A crise política em Espanha
ensina-nos que o país vizinho nada aprendeu com a experiência portuguesa.
Pedro Tadeu | TSF | opinião
Os resultados eleitorais de abril
deram à esquerda política espanhola a possibilidade de formar uma solução
governativa semelhante à da geringonça portuguesa, ou seja, uma solução que
permitisse aos socialistas fazerem um governo com apoio parlamentar para as
questões principais do Unidas Podemos e de outras formações de esquerda.
Se tivesse havido uma geringonça
espanhola, provavelmente o maior problema que a Espanha enfrenta - a questão da
Catalunha - teria uma possibilidade de solução. E as eleições de ontem
teriam sido evitadas.
Mas o Unidas Podemos quis ter
ministros, não aceitou estar apenas no Parlamento, e o PSOE não abriu a
porta a uma possibilidade de entendimento mínimo.
Com os resultados de ontem à
noite, a esquerda, se quiser governar, terá agora de encontrar um entendimento
entre o PSOE, o Unidas Podemos, o MAS (uma cisão do Podemos), os
independentistas da Catalunha da ERC e um dos 12 pequenos partidos do novo
Parlamento.
É uma missão impossível, pois
arranjar nesta altura uma solução política com a ERC significaria admitir a
independência da Catalunha.
Como o PSOE fez toda a
campanha tentando demonstrar que era totalmente contra o independentismo catalão (tanto
quanto os partidos à direita, o Partido Popular e o VOX) entraria numa
contradição insanável, que mataria rapidamente um acordo desse tipo.

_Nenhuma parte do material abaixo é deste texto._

//! Health check endpoints.

use axum::{Json, Router, extract::State, routing::get};
use serde::Serialize;

use crate::AppState;

/// Health check response.
#[derive(Serialize)]
pub struct HealthResponse {
    /// Service status.
    pub status: &'static str,
    /// Service version.
    pub version: &'static str,
    /// Whether the database answered a ping.
    pub database: &'static str,
}

/// Health check handler.
async fn health_check(State(state): State<AppState>) -> Json<HealthResponse> {
    let database = match state.db.ping().await {
        Ok(()) => "up",
        Err(e) => {
            tracing::warn!(error = %e, "Database ping failed");
            "down"
        }
    };

    Json(HealthResponse {
        status: "healthy",
        version: env!("CARGO_PKG_VERSION"),
        database,
    })
}

/// Creates health check routes.
pub fn routes() -> Router<AppState> {
    Router::new().route("/health", get(health_check))
}
//! Integration tests for customer accounts and clients.

mod common;

use common::{client_id, create_client, setup_db};
use punto_core::accounts::{AccountError, MovementType, RecordMovementInput};
use punto_db::repositories::{
    AccountMovementError, AccountMovementRepository, ClientError, ClientFilter, ClientRepository,
    CreateClientInput, UpdateClientInput,
};
use punto_shared::types::{ClientId, PageRequest};
use rust_decimal_macros::dec;

fn movement(
    client: ClientId,
    movement_type: MovementType,
    amount: rust_decimal::Decimal,
) -> RecordMovementInput {
    RecordMovementInput {
        client_id: client,
        movement_type,
        amount,
        description: format!("{movement_type} test"),
    }
}

// ============================================================================
// Clients
// ============================================================================

#[tokio::test]
async fn test_create_and_find_client() {
    let db = setup_db().await;
    let repo = ClientRepository::new(db);

    let created = repo
        .create_client(CreateClientInput {
            name: "  Panadería Sol  ".to_string(),
            phone: Some(" ".to_string()),
            credit_limit: Some(dec!(5000)),
            ..Default::default()
        })
        .await
        .unwrap();

    assert_eq!(created.name, "Panadería Sol");
    assert_eq!(created.phone, None);
    assert!(created.is_active);

    let found = repo.find_client(ClientId::new(created.id)).await.unwrap().unwrap();
    assert_eq!(found.credit_limit, Some(dec!(5000)));
}

#[tokio::test]
async fn test_create_client_rejects_blank_name() {
    let db = setup_db().await;
    let repo = ClientRepository::new(db);

    let result = repo
        .create_client(CreateClientInput {
            name: "   ".to_string(),
            ..Default::default()
        })
        .await;

    assert!(matches!(result, Err(ClientError::EmptyName)));
}

#[tokio::test]
async fn test_list_clients_filters_by_search_and_status() {
    let db = setup_db().await;
    let repo = ClientRepository::new(db.clone());
    create_client(&db, "Cafe Luna", None).await;
    create_client(&db, "Hotel Mar", None).await;
    let inactive = create_client(&db, "Cafe Viejo", None).await;
    repo.update_client(
        client_id(&inactive),
        UpdateClientInput {
            is_active: Some(false),
            ..Default::default()
        },
    )
    .await
    .unwrap();

    let page = repo
        .list_clients(
            ClientFilter {
                search: Some("Cafe".to_string()),
                is_active: Some(true),
            },
            PageRequest::default(),
        )
        .await
        .unwrap();

    assert_eq!(page.meta.total, 1);
    assert_eq!(page.data[0].name, "Cafe Luna");
}

// ============================================================================
// Balances
// ============================================================================

#[tokio::test]
async fn test_balance_is_charges_minus_payments() {
    let db = setup_db().await;
    let client = create_client(&db, "Cafe Luna", None).await;
    let id = client_id(&client);
    let repo = AccountMovementRepository::new(db);

    repo.record_movement(movement(id, MovementType::Charge, dec!(1500))).await.unwrap();
    repo.record_movement(movement(id, MovementType::Charge, dec!(250.5))).await.unwrap();
    let paid = repo
        .record_movement(movement(id, MovementType::Payment, dec!(1000)))
        .await
        .unwrap();

    assert_eq!(paid.balance_after, dec!(750.5));

    let balance = repo.get_balance(id).await.unwrap();
    assert_eq!(balance.total_charges, dec!(1750.5));
    assert_eq!(balance.total_payments, dec!(1000));
    assert_eq!(balance.balance, dec!(750.5));
}

#[tokio::test]
async fn test_credit_limit_blocks_charge_but_not_payment() {
    let db = setup_db().await;
    let client = create_client(&db, "Hotel Mar", Some(dec!(1000))).await;
    let id = client_id(&client);
    let repo = AccountMovementRepository::new(db);

    repo.record_movement(movement(id, MovementType::Charge, dec!(800))).await.unwrap();

    let over = repo.record_movement(movement(id, MovementType::Charge, dec!(300))).await;
    assert!(matches!(
        over,
        Err(AccountMovementError::Account(AccountError::CreditLimitExceeded { .. }))
    ));

    // Overpaying is allowed and leaves a credit balance.
    let paid = repo
        .record_movement(movement(id, MovementType::Payment, dec!(900)))
        .await
        .unwrap();
    assert_eq!(paid.balance_after, dec!(-100));
}

#[tokio::test]
async fn test_inactive_client_rejects_charges() {
    let db = setup_db().await;
    let client = create_client(&db, "Cafe Viejo", None).await;
    let id = client_id(&client);
    ClientRepository::new(db.clone())
        .update_client(
            id,
            UpdateClientInput {
                is_active: Some(false),
                ..Default::default()
            },
        )
        .await
        .unwrap();

    let result = AccountMovementRepository::new(db)
        .record_movement(movement(id, MovementType::Charge, dec!(10)))
        .await;

    assert!(matches!(
        result,
        Err(AccountMovementError::Account(AccountError::ClientInactive(_)))
    ));
}

#[tokio::test]
async fn test_unknown_client_is_not_found() {
    let db = setup_db().await;
    let repo = AccountMovementRepository::new(db);

    let result = repo.get_balance(ClientId::new(999)).await;

    assert!(matches!(
        result,
        Err(AccountMovementError::Account(AccountError::ClientNotFound(id)))
            if id == ClientId::new(999)
    ));
}

#[tokio::test]
async fn test_statement_running_balance_and_newest_first_listing() {
    let db = setup_db().await;
    let client = create_client(&db, "Cafe Luna", None).await;
    let id = client_id(&client);
    let repo = AccountMovementRepository::new(db);

    repo.record_movement(movement(id, MovementType::Charge, dec!(100))).await.unwrap();
    repo.record_movement(movement(id, MovementType::Payment, dec!(40))).await.unwrap();
    repo.record_movement(movement(id, MovementType::Charge, dec!(15))).await.unwrap();

    let statement = repo.statement(id, None).await.unwrap();
    let running: Vec<_> = statement.lines.iter().map(|l| l.running.current_balance).collect();
    assert_eq!(running, vec![dec!(100), dec!(60), dec!(75)]);
    assert_eq!(statement.closing_balance, dec!(75));

    let page = repo.list_movements(id, PageRequest::default()).await.unwrap();
    assert_eq!(page.meta.total, 3);
    assert_eq!(page.data[0].amount, dec!(15));
}
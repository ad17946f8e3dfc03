//! API route definitions.

use axum::Router;
use punto_shared::types::PageRequest;

use crate::AppState;

pub mod accounts;
pub mod cash_sessions;
pub mod clients;
pub mod health;
pub mod inventory;
pub mod orders;
pub mod products;
pub mod reports;
pub mod sales;
pub mod tickets;

/// Creates the API router with all routes.
pub fn api_routes() -> Router<AppState> {
    Router::new()
        .merge(health::routes())
        .merge(clients::routes())
        .merge(products::routes())
        .merge(accounts::routes())
        .merge(cash_sessions::routes())
        .merge(orders::routes())
        .merge(sales::routes())
        .merge(inventory::routes())
        .merge(reports::routes())
        .merge(tickets::routes())
}

/// Builds a page request from optional query parameters.
pub(crate) fn page_request(page: Option<u32>, per_page: Option<u32>) -> PageRequest {
    let defaults = PageRequest::default();
    PageRequest {
        page: page.unwrap_or(defaults.page),
        per_page: per_page.unwrap_or(defaults.per_page),
    }
    .normalized()
}
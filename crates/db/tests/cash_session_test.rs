//! Integration tests for cash register sessions.

mod common;

use common::setup_db;
use punto_core::cash::{
    AddCashMovementInput, CashError, CashMovementType, CloseSessionInput, DenominationCount,
    PaymentMethod,
};
use punto_db::entities::sea_orm_active_enums::CashSessionStatus;
use punto_db::repositories::{CashSessionError, CashSessionRepository};
use punto_shared::types::CashSessionId;
use rust_decimal::Decimal;
use rust_decimal_macros::dec;

fn income(method: PaymentMethod, amount: Decimal) -> AddCashMovementInput {
    AddCashMovementInput {
        movement_type: CashMovementType::Income,
        payment_method: method,
        amount,
        concept: "Counter sale".to_string(),
    }
}

fn expense(amount: Decimal) -> AddCashMovementInput {
    AddCashMovementInput {
        movement_type: CashMovementType::Expense,
        payment_method: PaymentMethod::Cash,
        amount,
        concept: "Flour delivery".to_string(),
    }
}

fn count(denomination: Decimal, quantity: u32) -> DenominationCount {
    DenominationCount {
        denomination,
        quantity,
    }
}

#[tokio::test]
async fn test_full_session_reconciles_to_zero() {
    let db = setup_db().await;
    let repo = CashSessionRepository::new(db);

    let session = repo.open_session(dec!(1000), "ana").await.unwrap();
    let id = CashSessionId::new(session.id);
    repo.add_movement(id, income(PaymentMethod::Cash, dec!(500))).await.unwrap();
    repo.add_movement(id, income(PaymentMethod::Card, dec!(320))).await.unwrap();
    repo.add_movement(id, expense(dec!(100))).await.unwrap();

    let summary = repo.summary(id).await.unwrap();
    assert_eq!(summary.expected_cash, dec!(1400));

    let closed = repo
        .close_session(
            id,
            CloseSessionInput {
                counts: vec![count(dec!(1000), 1), count(dec!(200), 2)],
                counted_by: "ana".to_string(),
                notes: None,
            },
        )
        .await
        .unwrap();

    assert_eq!(closed.result.counted_cash, dec!(1400));
    assert_eq!(closed.result.difference, Decimal::ZERO);
    assert_eq!(closed.session.status, CashSessionStatus::Closed);
    assert_eq!(closed.session.expected_cash, Some(dec!(1400)));
    assert!(closed.session.closed_at.is_some());

    let detail = repo.find_session(id).await.unwrap();
    assert_eq!(detail.counts.len(), 2);
}

#[tokio::test]
async fn test_shortage_is_negative_difference() {
    let db = setup_db().await;
    let repo = CashSessionRepository::new(db);

    let session = repo.open_session(dec!(200), "luis").await.unwrap();
    let id = CashSessionId::new(session.id);
    repo.add_movement(id, income(PaymentMethod::Cash, dec!(50))).await.unwrap();

    let closed = repo
        .close_session(
            id,
            CloseSessionInput {
                counts: vec![count(dec!(100), 2), count(dec!(20), 2)],
                counted_by: "luis".to_string(),
                notes: Some("short".to_string()),
            },
        )
        .await
        .unwrap();

    assert_eq!(closed.result.difference, dec!(-10));
    assert_eq!(closed.session.difference, Some(dec!(-10)));
}

#[tokio::test]
async fn test_second_open_is_rejected() {
    let db = setup_db().await;
    let repo = CashSessionRepository::new(db);

    let first = repo.open_session(dec!(100), "ana").await.unwrap();
    let second = repo.open_session(dec!(100), "luis").await;

    assert!(matches!(
        second,
        Err(CashSessionError::Cash(CashError::SessionAlreadyOpen(id)))
            if id.into_inner() == first.id
    ));
    assert_eq!(repo.current_session().await.unwrap().map(|s| s.id), Some(first.id));
}

#[tokio::test]
async fn test_closed_session_rejects_movements_and_second_close() {
    let db = setup_db().await;
    let repo = CashSessionRepository::new(db);

    let session = repo.open_session(dec!(100), "ana").await.unwrap();
    let id = CashSessionId::new(session.id);
    let close = || CloseSessionInput {
        counts: vec![count(dec!(100), 1)],
        counted_by: "ana".to_string(),
        notes: None,
    };
    repo.close_session(id, close()).await.unwrap();

    let movement = repo.add_movement(id, income(PaymentMethod::Cash, dec!(5))).await;
    assert!(matches!(
        movement,
        Err(CashSessionError::Cash(CashError::SessionNotOpen(_)))
    ));

    let again = repo.close_session(id, close()).await;
    assert!(matches!(
        again,
        Err(CashSessionError::Cash(CashError::SessionAlreadyClosed(_)))
    ));

    // A new session can be opened once the previous one is closed.
    assert!(repo.open_session(dec!(100), "luis").await.is_ok());
}

#[tokio::test]
async fn test_unknown_session_is_not_found() {
    let db = setup_db().await;
    let repo = CashSessionRepository::new(db);

    let result = repo.summary(CashSessionId::new(42)).await;

    assert!(matches!(
        result,
        Err(CashSessionError::Cash(CashError::SessionNotFound(_)))
    ));
}

#[tokio::test]
async fn test_negative_opening_amount_is_rejected() {
    let db = setup_db().await;
    let repo = CashSessionRepository::new(db);

    let result = repo.open_session(dec!(-1), "ana").await;

    assert!(matches!(
        result,
        Err(CashSessionError::Cash(CashError::NegativeOpeningAmount))
    ));
}
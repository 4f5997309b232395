//! Rows shared by every simple localized entity table pair.

use serde::Serialize;
use sqlx::FromRow;

use bizdir_core::store::{BaseRecord, TranslationRecord};
use bizdir_core::types::{DbId, Timestamp};

/// A row from one of the base entity tables.
#[derive(Debug, Clone, Serialize, FromRow)]
pub struct EntityRow {
    pub id: DbId,
    pub identity: String,
    pub og_image: Option<String>,
    pub created_at: Timestamp,
    pub updated_at: Timestamp,
}

impl From<EntityRow> for BaseRecord {
    fn from(row: EntityRow) -> Self {
        BaseRecord {
            id: row.id,
            identity: row.identity,
            og_image: row.og_image,
            created_at: row.created_at,
            updated_at: row.updated_at,
        }
    }
}

/// A row from one of the translation tables.
#[derive(Debug, Clone, Serialize, FromRow)]
pub struct TranslationRow {
    pub id: DbId,
    pub parent_id: DbId,
    pub language_id: DbId,
    pub name: String,
    pub description: Option<String>,
    pub created_at: Timestamp,
    pub updated_at: Timestamp,
}

impl From<TranslationRow> for TranslationRecord {
    fn from(row: TranslationRow) -> Self {
        TranslationRecord {
            id: row.id,
            parent_id: row.parent_id,
            language_id: row.language_id,
            name: row.name,
            description: row.description,
            created_at: row.created_at,
            updated_at: row.updated_at,
        }
    }
}
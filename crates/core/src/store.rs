//! Storage traits for the localized-entity engine.
//!
//! Persistence is an opaque collaborator: the services talk to these traits
//! and never to a concrete database. `bizdir-db` provides the PostgreSQL
//! implementations; [`memory`] provides the in-process backend used by the
//! test suites and the standalone demo mode.

use async_trait::async_trait;
use serde::Serialize;

use crate::error::DomainResult;
use crate::types::{DbId, Timestamp};

pub mod memory;

/// The language-independent row of a simple localized entity.
#[derive(Debug, Clone, Serialize)]
pub struct BaseRecord {
    pub id: DbId,
    /// The slug-like natural key (`CategoryLink`, `RoleStatusCode`, ...).
    pub identity: String,
    pub og_image: Option<String>,
    pub created_at: Timestamp,
    pub updated_at: Timestamp,
}

/// A per-language name/description attached to exactly one base record.
#[derive(Debug, Clone, Serialize)]
pub struct TranslationRecord {
    pub id: DbId,
    pub parent_id: DbId,
    pub language_id: DbId,
    pub name: String,
    pub description: Option<String>,
    pub created_at: Timestamp,
    pub updated_at: Timestamp,
}

/// Insert payload for a base record.
#[derive(Debug)]
pub struct NewBaseRecord<'a> {
    pub identity: &'a str,
    pub og_image: Option<&'a str>,
}

/// Insert payload for a translation record.
#[derive(Debug)]
pub struct NewTranslation<'a> {
    pub parent_id: DbId,
    pub language_id: DbId,
    pub name: &'a str,
    pub description: Option<&'a str>,
}

/// Persistence contract for one simple localized entity and its
/// translations. One store instance per entity table pair.
#[async_trait]
pub trait LocalizedStore: Send + Sync {
    async fn list(&self) -> DomainResult<Vec<BaseRecord>>;
    async fn find_by_id(&self, id: DbId) -> DomainResult<Option<BaseRecord>>;
    async fn find_by_identity(&self, identity: &str) -> DomainResult<Option<BaseRecord>>;
    async fn insert(&self, new: NewBaseRecord<'_>) -> DomainResult<BaseRecord>;
    /// Persist the mutable fields of an existing record.
    async fn update(&self, record: &BaseRecord) -> DomainResult<BaseRecord>;
    /// Returns `true` if a row was removed.
    async fn delete(&self, id: DbId) -> DomainResult<bool>;

    async fn translations_for(&self, parent_id: DbId) -> DomainResult<Vec<TranslationRecord>>;
    async fn find_translation(&self, id: DbId) -> DomainResult<Option<TranslationRecord>>;
    async fn find_translation_by_language(
        &self,
        parent_id: DbId,
        language_id: DbId,
    ) -> DomainResult<Option<TranslationRecord>>;
    async fn insert_translation(&self, new: NewTranslation<'_>)
        -> DomainResult<TranslationRecord>;
    async fn update_translation(
        &self,
        record: &TranslationRecord,
    ) -> DomainResult<TranslationRecord>;
    async fn delete_translation(&self, id: DbId) -> DomainResult<bool>;
}
//! Static catalog of every simple localized entity.
//!
//! Each business concept (Category, Country, ...) shares one record shape;
//! what differs is naming: table-facing slugs, envelope keys, and the
//! entity-prefixed wire field names (`CategoryLink`, `CategoryName`, ...).
//! The descriptor is the single source of those names, so the service,
//! formatter, and whitelist never hard-code a per-entity string.

/// Wire field name for the language foreign key, shared by every entity.
pub const LANGUAGE_ID_FIELD: &str = "LanguageID";

/// Wire field name for the OG image path on entities that carry one.
pub const OG_IMAGE_FIELD: &str = "OgImage";

/// Naming schema for one simple localized entity.
#[derive(Debug)]
pub struct EntityDescriptor {
    /// Type name, used as the nesting key in detail payloads ("Category").
    pub entity: &'static str,
    /// Envelope key for a single record ("category").
    pub entity_key: &'static str,
    /// Envelope key for list payloads ("categories").
    pub plural_key: &'static str,
    /// Human label for messages ("Categories").
    pub plural_label: &'static str,
    /// URL path segment ("employee-job-titles").
    pub route_slug: &'static str,
    /// Wire name of the surrogate id ("CategoryID").
    pub id_field: &'static str,
    /// Wire name of the slug-like natural key ("CategoryLink").
    pub identity_field: &'static str,
    /// Type name of the translation record ("CategoryTranslation").
    pub translation_entity: &'static str,
    /// Wire name of the translation surrogate id ("CategoryTranslationID").
    pub translation_id_field: &'static str,
    /// Wire name of the localized name ("CategoryName").
    pub name_field: &'static str,
    /// Wire name of the localized description ("CategoryDescription").
    pub description_field: &'static str,
    /// Whether base records carry a mutable OG image path.
    pub has_og_image: bool,
}

impl EntityDescriptor {
    /// Fields the generic setter sweep may touch on a base record.
    ///
    /// FK-like fields are deliberately absent: they get semantic validation
    /// instead of blind assignment.
    pub fn base_fields(&self) -> Vec<&'static str> {
        let mut fields = vec![self.identity_field];
        if self.has_og_image {
            fields.push(OG_IMAGE_FIELD);
        }
        fields
    }

    /// Fields accepted in translation payloads. `LanguageID` is listed so
    /// its presence is not reported as an unknown field; the service handles
    /// it separately (validated on create, immutable on update).
    pub fn translation_fields(&self) -> [&'static str; 3] {
        [self.name_field, self.description_field, LANGUAGE_ID_FIELD]
    }
}

pub const CATEGORY: EntityDescriptor = EntityDescriptor {
    entity: "Category",
    entity_key: "category",
    plural_key: "categories",
    plural_label: "Categories",
    route_slug: "categories",
    id_field: "CategoryID",
    identity_field: "CategoryLink",
    translation_entity: "CategoryTranslation",
    translation_id_field: "CategoryTranslationID",
    name_field: "CategoryName",
    description_field: "CategoryDescription",
    has_og_image: true,
};

pub const COUNTRY: EntityDescriptor = EntityDescriptor {
    entity: "Country",
    entity_key: "country",
    plural_key: "countries",
    plural_label: "Countries",
    route_slug: "countries",
    id_field: "CountryID",
    identity_field: "CountryLink",
    translation_entity: "CountryTranslation",
    translation_id_field: "CountryTranslationID",
    name_field: "CountryName",
    description_field: "CountryDescription",
    has_og_image: false,
};

pub const INDUSTRY: EntityDescriptor = EntityDescriptor {
    entity: "Industry",
    entity_key: "industry",
    plural_key: "industries",
    plural_label: "Industries",
    route_slug: "industries",
    id_field: "IndustryID",
    identity_field: "IndustryLink",
    translation_entity: "IndustryTranslation",
    translation_id_field: "IndustryTranslationID",
    name_field: "IndustryName",
    description_field: "IndustryDescription",
    has_og_image: false,
};

pub const EMPLOYEE_JOB_TITLE: EntityDescriptor = EntityDescriptor {
    entity: "EmployeeJobTitle",
    entity_key: "employeeJobTitle",
    plural_key: "employeeJobTitles",
    plural_label: "Employee job titles",
    route_slug: "employee-job-titles",
    id_field: "EmployeeJobTitleID",
    identity_field: "EmployeeJobTitleCode",
    translation_entity: "EmployeeJobTitleTranslation",
    translation_id_field: "EmployeeJobTitleTranslationID",
    name_field: "EmployeeJobTitleName",
    description_field: "EmployeeJobTitleDescription",
    has_og_image: false,
};

pub const MARITAL_STATUS: EntityDescriptor = EntityDescriptor {
    entity: "MaritalStatus",
    entity_key: "maritalStatus",
    plural_key: "maritalStatuses",
    plural_label: "Marital statuses",
    route_slug: "marital-statuses",
    id_field: "MaritalStatusID",
    identity_field: "MaritalStatusCode",
    translation_entity: "MaritalStatusTranslation",
    translation_id_field: "MaritalStatusTranslationID",
    name_field: "MaritalStatusName",
    description_field: "MaritalStatusDescription",
    has_og_image: false,
};

pub const EDUCATION_LEVEL: EntityDescriptor = EntityDescriptor {
    entity: "EducationLevel",
    entity_key: "educationLevel",
    plural_key: "educationLevels",
    plural_label: "Education levels",
    route_slug: "education-levels",
    id_field: "EducationLevelID",
    identity_field: "EducationLevelCode",
    translation_entity: "EducationLevelTranslation",
    translation_id_field: "EducationLevelTranslationID",
    name_field: "EducationLevelName",
    description_field: "EducationLevelDescription",
    has_og_image: false,
};

pub const MISSION_STATEMENT: EntityDescriptor = EntityDescriptor {
    entity: "MissionStatement",
    entity_key: "missionStatement",
    plural_key: "missionStatements",
    plural_label: "Mission statements",
    route_slug: "mission-statements",
    id_field: "MissionStatementID",
    identity_field: "MissionStatementLink",
    translation_entity: "MissionStatementTranslation",
    translation_id_field: "MissionStatementTranslationID",
    name_field: "MissionStatementName",
    description_field: "MissionStatementDescription",
    has_og_image: true,
};

pub const CHARITY: EntityDescriptor = EntityDescriptor {
    entity: "Charity",
    entity_key: "charity",
    plural_key: "charities",
    plural_label: "Charities",
    route_slug: "charities",
    id_field: "CharityID",
    identity_field: "CharityLink",
    translation_entity: "CharityTranslation",
    translation_id_field: "CharityTranslationID",
    name_field: "CharityName",
    description_field: "CharityDescription",
    has_og_image: true,
};

pub const ROLE_STATUS: EntityDescriptor = EntityDescriptor {
    entity: "RoleStatus",
    entity_key: "roleStatus",
    plural_key: "roleStatuses",
    plural_label: "Role statuses",
    route_slug: "role-statuses",
    id_field: "RoleStatusID",
    identity_field: "RoleStatusCode",
    translation_entity: "RoleStatusTranslation",
    translation_id_field: "RoleStatusTranslationID",
    name_field: "RoleStatusName",
    description_field: "RoleStatusDescription",
    has_og_image: false,
};

/// Every simple localized entity, in seeding order.
pub const ALL: &[&EntityDescriptor] = &[
    &CATEGORY,
    &COUNTRY,
    &INDUSTRY,
    &EMPLOYEE_JOB_TITLE,
    &MARITAL_STATUS,
    &EDUCATION_LEVEL,
    &MISSION_STATEMENT,
    &CHARITY,
    &ROLE_STATUS,
];

/// Resolve a descriptor from its URL path segment.
pub fn by_route_slug(slug: &str) -> Option<&'static EntityDescriptor> {
    ALL.iter().copied().find(|d| d.route_slug == slug)
}

#[cfg(test)]
mod tests {
    use super::*;

    #[test]
    fn route_slugs_are_unique() {
        for (i, a) in ALL.iter().enumerate() {
            for b in &ALL[i + 1..] {
                assert_ne!(a.route_slug, b.route_slug);
            }
        }
    }

    #[test]
    fn lookup_by_slug() {
        assert_eq!(by_route_slug("categories").unwrap().entity, "Category");
        assert_eq!(
            by_route_slug("employee-job-titles").unwrap().identity_field,
            "EmployeeJobTitleCode"
        );
        assert!(by_route_slug("widgets").is_none());
    }

    #[test]
    fn base_fields_include_og_image_only_when_flagged() {
        assert!(CATEGORY.base_fields().contains(&OG_IMAGE_FIELD));
        assert!(!COUNTRY.base_fields().contains(&OG_IMAGE_FIELD));
    }
}
//! Administrative handlers.

use axum::extract::State;
use axum::Json;
use serde_json::Value;

use crate::error::AppResult;
use crate::state::AppState;

/// POST /api/v1/admin/seed
///
/// Idempotent demo-data seeding across every entity, then the demo
/// employees. Per-item failures are logged and reported in the summary,
/// never propagated.
pub async fn seed(State(state): State<AppState>) -> AppResult<Json<Value>> {
    let summary = bizdir_core::seed::run(&state.registry, &state.employees).await;
    Ok(Json(summary))
}
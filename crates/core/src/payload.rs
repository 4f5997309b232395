//! Helpers for the dynamic JSON payloads the entity services accept.
//!
//! Payload keys are entity-prefixed wire names, so request bodies arrive as
//! plain JSON objects rather than typed DTOs. These helpers are the
//! whitelist/typing boundary: unknown keys, wrong value types, and missing
//! required fields are all rejected here before any record is touched.

use serde_json::Value;

use crate::error::{DomainError, DomainResult};
use crate::types::DbId;

/// A request body: JSON object with dynamic, descriptor-driven keys.
pub type FieldMap = serde_json::Map<String, Value>;

/// Reject any key in `data` that is not in `allowed`.
///
/// This replaces the original reflective "does a setter exist" probe with a
/// static allow-list; the explicit setter dispatch lives in the service.
pub fn ensure_known_fields(data: &FieldMap, allowed: &[&str]) -> DomainResult<()> {
    for key in data.keys() {
        if !allowed.contains(&key.as_str()) {
            return Err(DomainError::InvalidField { field: key.clone() });
        }
    }
    Ok(())
}

/// Read an optional string field. JSON `null` counts as absent; any other
/// non-string value is a type error.
pub fn opt_str<'a>(data: &'a FieldMap, field: &'static str) -> DomainResult<Option<&'a str>> {
    match data.get(field) {
        None | Some(Value::Null) => Ok(None),
        Some(Value::String(s)) => Ok(Some(s.as_str())),
        Some(_) => Err(DomainError::InvalidFormat(format!(
            "{field} must be a string"
        ))),
    }
}

/// Read a required string field.
pub fn require_str<'a>(data: &'a FieldMap, field: &'static str) -> DomainResult<&'a str> {
    opt_str(data, field)?.ok_or(DomainError::MissingField { field })
}

/// Parse an id-valued field. Absent or `null` is a missing field; anything
/// that is not a JSON integer is a type error.
pub fn parse_id(field: &'static str, value: Option<&Value>) -> DomainResult<DbId> {
    match value {
        None | Some(Value::Null) => Err(DomainError::MissingField { field }),
        Some(Value::Number(n)) => n.as_i64().ok_or(DomainError::InvalidType { field }),
        Some(_) => Err(DomainError::InvalidType { field }),
    }
}

/// Read a required boolean field.
pub fn require_bool(data: &FieldMap, field: &'static str) -> DomainResult<bool> {
    match data.get(field) {
        None | Some(Value::Null) => Err(DomainError::MissingField { field }),
        Some(Value::Bool(b)) => Ok(*b),
        Some(_) => Err(DomainError::InvalidType { field }),
    }
}

/// Conditional field update: no-op when `field` is absent from `data`,
/// otherwise run `validate` on the new value and hand it back for the
/// caller's explicit setter.
///
/// Used for the natural-key and translation-name fields that need
/// format + uniqueness re-validation on every update.
pub fn update_if_present<'a, F>(
    data: &'a FieldMap,
    field: &'static str,
    validate: F,
) -> DomainResult<Option<&'a str>>
where
    F: FnOnce(&str) -> DomainResult<()>,
{
    match opt_str(data, field)? {
        None => Ok(None),
        Some(value) => {
            validate(value)?;
            Ok(Some(value))
        }
    }
}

O timing em tática política é
quase tudo. Pedro Sánchez e Pablo Iglésias não aprenderam isso com António
Costa, Jerónimo de Sousa e Catarina Martins.
Provavelmente a única solução
política de curto prazo para a Espanha, que não implique novas eleições, será a
formação de um governo de "bloco central" entre PSOE e PP (isto
se aceitarmos que o Partido Popular é hoje um partido do centro e não de pura
direita, com traços autoritários), mas, como é óbvio, esse eventual acordo,
dada a competição e as diferenças programáticas entre os dois partidos, corre
o risco de se esboroar em três tempos, até pela desconfiança que há entre os
dirigentes dos dois partidos.
Se PSOE e PP se entenderem para
formar governo, então a questão catalã irá agravar-se ainda mais. A
tendência desse eventual governo não será a de negociar mas a de tentar esmagar
completamente, mesmo com recurso à violência, os protestos dos independentistas.
Acontece, porém, que os
resultados eleitorais de ontem mostram também que há um reforço na Catalunha do
voto pela independência.
Os partidos puramente
independentistas conquistam no Parlamento espanhol mais espaço e elegem na
província da Catalunha 30 lugares. Nesta província os que são totalmente contra
a independência elegem apenas 18 deputados para o Parlamento espanhol, sendo que
12 desses 18 lugares são do PSOE que, em tempos, admitia o reforço da autonomia
catalã.
Estes resultados parecem reforçar
a ideia de que os independentista catalães não vão parar a sua luta e que a
capacidade de obter um compromisso que impeça a independência total, mas
garanta a autonomia do território e o perdão aos condenados à prisão pela
declaração de independência de há dois anos seja praticamente impossível.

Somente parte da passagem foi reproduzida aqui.